Partnerships Consultancy: When to Hire One

A partnerships consultancy advisor walking a founder and a head of partnerships through a partner program build plan on a whiteboard, printed program roadmap on the table, deep navy and warm amber palette

What is a partnerships consultancy?

Short answer: A partnerships consultancy is an outside firm that designs, builds, or fixes a company’s partner program, bringing the operating expertise a team does not have in-house yet. They work across recruitment, enablement, co-sell, and measurement, which means the good ones leave behind a working motion rather than a slide deck.

The category ranges widely, from solo advisors who coach a first partnerships hire to firms that embed and run the program for a quarter. What unites the useful ones is that they transfer a repeatable system, not just opinions.

The distinction worth drawing early is between a consultancy that builds capability and one that rents you activity. The first makes your team better and then leaves; the second keeps you dependent. Knowing which you are buying changes the entire value of the engagement.

Why a partnerships consultancy matters in 2026

Most companies now know they need partnerships but have no one who has built a program before, and that gap is exactly what a consultancy fills. In 2026, with ecosystem revenue expected and partner motions more sophisticated, learning the discipline by trial and error is slower and more expensive than buying the pattern from someone who has run it.

The second reason is speed to a working motion. A founder or a first partnerships hire can spend a year discovering what a good consultancy knows on day one, and in a competitive market that year is the difference between owning a channel and watching a competitor own it.

The third reason is that partnerships fail quietly, and an outside expert catches the failure modes early. A consultancy that has watched dozens of programs leak in the same places can install the guardrails before the leaks cost a year of pipeline.

How a partnerships consultancy engagement actually works

The engagement works when the scope is a system to install, the knowledge transfers to your team, and the consultancy is paid to leave you self-sufficient.

Operating model for how a partnerships consultancy engagement actually works: Diagnose the current state honestly, Design the operating motion, not just the strategy, Build the artifacts your team will keep using, Transfer the...

  1. Diagnose the current state honestly: Start with an audit of what exists, partners, deals, attribution, gaps, so the work targets the real problem rather than a generic playbook.
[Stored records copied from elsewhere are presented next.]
use dashmap::DashMap;
use rdf_entity_model::{EntityTypeId, GraphId, ReconstructedEntity};
use rustc_hash::FxHasher;
use serde::{Deserialize, Serialize};
use std::collections::BTreeMap;
use std::fmt::Debug;
use std::hash::BuildHasherDefault;
use std::sync::atomic::{AtomicU64, Ordering};
use std::sync::Arc;

/// A cache tier that outlives the process-local tier (e.g., a shared key-value store).
///
/// Values are opaque bytes. Implementations must apply each call atomically per key.
pub trait CacheBackend: Debug + Send + Sync {
    fn get(&self, key: &str) -> Option<Vec<u8>>;

    fn set(&self, key: &str, value: Vec<u8>);

    fn delete(&self, keys: &[String]);

    /// Removes all entries.
    fn clear(&self);
}

/// A [CacheBackend] that keeps all entries in memory.
#[derive(Debug, Default)]
pub struct MemoryCacheBackend {
    entries: DashMap<String, Vec<u8>, BuildHasherDefault<FxHasher>>,
}

impl MemoryCacheBackend {
    pub fn new() -> Self {
        Self::default()
    }

    pub fn len(&self) -> usize {
        self.entries.len()
    }

    pub fn is_empty(&self) -> bool {
        self.entries.is_empty()
    }
}

impl CacheBackend for MemoryCacheBackend {
    fn get(&self, key: &str) -> Option<Vec<u8>> {
        self.entries.get(key).map(|value| value.clone())
    }

    fn set(&self, key: &str, value: Vec<u8>) {
        self.entries.insert(key.to_owned(), value);
    }

    fn delete(&self, keys: &[String]) {
        for key in keys {
            self.entries.remove(key);
        }
    }

    fn clear(&self) {
        self.entries.clear();
    }
}

/// What the cache knows about an entity in a single graph.
#[derive(Clone, Debug, PartialEq, Eq, Serialize, Deserialize)]
#[serde(rename_all = "snake_case")]
enum CacheEntry {
    /// The entity exists in the graph with these values.
    Present(ReconstructedEntity),
    /// The entity has no triples in the graph.
    Absent,
}

/// The answer of [EntityCache::lookup].
#[derive(Clone, Debug, PartialEq, Eq)]
pub enum CacheLookup {
    /// The cache proves that this entity wins the priority cascade.
    Found(ReconstructedEntity),
    /// The cache proves that the entity exists in none of the graphs.
    NotFound,
    /// The cache cannot decide the cascade.
    Miss,
}

/// Identifies the cache state a load started from. Loads only populate the cache if no
/// invalidation happened in between.
#[derive(Clone, Copy, Debug, PartialEq, Eq)]
pub struct Generation(u64);

type CacheKey = (EntityTypeId, String);

/// The cached entries of an entity, keyed by graph.
type CachedGraphs = BTreeMap<GraphId, CacheEntry>;

/// Caches reconstructed entities per `(entity, graph)`.
///
/// Lookups consult the static (process-local) tier first and the persistent tier second. Writes
/// to the cache and invalidations of an entity are serialized by the lock of its slot, hence a
/// lookup never observes a partially invalidated entity. Only entities with cached entries own a
/// slot.
#[derive(Debug)]
pub struct EntityCache {
    /// Bumped by every invalidation and by [EntityCache::clear].
    generation: AtomicU64,
    slots: DashMap<CacheKey, CachedGraphs, BuildHasherDefault<FxHasher>>,
    static_tier: bool,
    persistent: Option<Arc<dyn CacheBackend>>,
}

impl Default for EntityCache {
    fn default() -> Self {
        Self::new(true, None)
    }
}

impl EntityCache {
    /// Creates a new cache. Without a static tier and a persistent backend, nothing is cached.
    pub fn new(static_tier: bool, persistent: Option<Arc<dyn CacheBackend>>) -> Self {
        Self {
            generation: AtomicU64::new(0),
            slots: DashMap::with_hasher(BuildHasherDefault::default()),
            static_tier,
            persistent,
        }
    }

    /// Captures the generation before the store is read.
    pub fn generation(&self) -> Generation {
        Generation(self.generation.load(Ordering::Acquire))
    }

    /// Returns the number of entities with entries in the static tier.
    pub fn cached_entities(&self) -> usize {
        self.slots.len()
    }

    /// Resolves the priority cascade of `id` from cached entries.
    pub fn lookup(&self, entity_type: &EntityTypeId, id: &str, priority: &[GraphId]) -> CacheLookup {
        let generation = self.generation();
        let key = (entity_type.clone(), id.to_owned());
        for graph in priority {
            let cached = self
                .slots
                .get(&key)
                .and_then(|graphs| graphs.get(graph).cloned());
            let entry = match cached {
                Some(entry) => Some(entry),
                None => self
                    .read_persistent(entity_type, graph, id)
                    .inspect(|entry| self.promote(&key, generation, graph, entry)),
            };
            match entry {
                Some(CacheEntry::Present(entity)) => {
                    tracing::debug!("Cache hit for entity {id} in graph {graph}");
                    return CacheLookup::Found(entity);
                }
                Some(CacheEntry::Absent) => {}
                None => {
                    tracing::debug!("Cache miss for entity {id} in graph {graph}");
                    return CacheLookup::Miss;
                }
            }
        }
        CacheLookup::NotFound
    }

    /// Records the outcome of loading `id` from the store with the given `priority`.
    ///
    /// Every graph before the winning graph is recorded as absent. Graphs after it are unknown. If
    /// the cache was invalidated after `generation` was captured, nothing is recorded.
    pub fn populate(
        &self,
        entity_type: &EntityTypeId,
        id: &str,
        generation: Generation,
        priority: &[GraphId],
        entity: Option<&ReconstructedEntity>,
    ) {
        let key = (entity_type.clone(), id.to_owned());
        let mut slot = self.slots.entry(key.clone()).or_default();
        if self.generation() == generation {
            for graph in priority {
                let entry = match entity {
                    Some(entity) if entity.graph == *graph => CacheEntry::Present(entity.clone()),
                    _ => CacheEntry::Absent,
                };
                let is_present = matches!(entry, CacheEntry::Present(_));
                self.write_persistent(entity_type, graph, id, &entry);
                if self.static_tier {
                    slot.insert(graph.clone(), entry);
                }
                if is_present {
                    break;
                }
            }
        } else {
            tracing::debug!("Entity {id} changed while it was loaded, not caching it");
        }
        drop(slot);
        self.slots.remove_if(&key, |_, graphs| graphs.is_empty());
    }

    /// Drops all entries of `id` in `graphs`, which must be all graphs of the entity type.
    ///
    /// Loads that started before the invalidation do not populate the cache.
    pub fn invalidate<'g>(
        &self,
        entity_type: &EntityTypeId,
        id: &str,
        graphs: impl IntoIterator<Item = &'g GraphId>,
    ) {
        self.generation.fetch_add(1, Ordering::AcqRel);
        // Waits for a concurrent population of this entity to finish.
        self.slots.remove(&(entity_type.clone(), id.to_owned()));
        if let Some(persistent) = &self.persistent {
            let keys = graphs
                .into_iter()
                .map(|graph| persistent_key(entity_type, graph, id))
                .collect::<Vec<_>>();
            persistent.delete(&keys);
        }
        tracing::debug!("Invalidated cached entity {id}");
    }

    /// Drops all entries of all entities.
    pub fn clear(&self) {
        self.generation.fetch_add(1, Ordering::AcqRel);
        self.slots.clear();
        if let Some(persistent) = &self.persistent {
            persistent.clear();
        }
        tracing::debug!("Cleared the entity cache");
    }

    /// Copies an entry of the persistent tier into the static tier.
    fn promote(&self, key: &CacheKey, generation: Generation, graph: &GraphId, entry: &CacheEntry) {
        if !self.static_tier {
            return;
        }
        let mut slot = self.slots.entry(key.clone()).or_default();
        if self.generation() == generation {
            slot.insert(graph.clone(), entry.clone());
        }
        drop(slot);
        self.slots.remove_if(key, |_, graphs| graphs.is_empty());
    }

    fn read_persistent(
        &self,
        entity_type: &EntityTypeId,
        graph: &GraphId,
        id: &str,
    ) -> Option<CacheEntry> {
        let bytes = self
            .persistent
            .as_ref()?
            .get(&persistent_key(entity_type, graph, id))?;
        match serde_json::from_slice(&bytes) {
            Ok(entry) => Some(entry),
            Err(error) => {
                tracing::warn!("Ignoring unreadable cache entry of {id} in graph {graph}: {error}");
                None
            }
        }
    }

    fn write_persistent(
        &self,
        entity_type: &EntityTypeId,
        graph: &GraphId,
        id: &str,
        entry: &CacheEntry,
    ) {
        let Some(persistent) = &self.persistent else {
            return;
        };
        match serde_json::to_vec(entry) {
            Ok(bytes) => persistent.set(&persistent_key(entity_type, graph, id), bytes),
            Err(error) => tracing::warn!("Cannot cache entity {id}: {error}"),
        }
    }
}

fn persistent_key(entity_type: &EntityTypeId, graph: &GraphId, id: &str) -> String {
    format!("{entity_type}:{graph}:{id}")
}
A program built without a diagnosis solves problems you do not have.
  2. Design the operating motion, not just the strategy: Specify the actual mechanics, how partners are recruited, activated, co-sold with, and measured, because a strategy without a motion is a wish. The deliverable should be something your team can run on Monday.
  3. Build the artifacts your team will keep using: Produce the account plans, co-sell plays, enablement paths, and reporting that outlive the engagement, so the value compounds after the consultancy is gone. Knowledge that lives only in the consultant’s head leaves when they do.
  4. Transfer the capability deliberately: Train your team to run the motion themselves, shadowing then leading, so the engagement ends with internal competence rather than ongoing dependence. A consultancy that makes itself permanent has failed at the point of the work.
  5. Define what done looks like before you start: Agree the outcomes that end the engagement, a working motion, a trained owner, a forecastable number, so the relationship has a finish line and is judged against it.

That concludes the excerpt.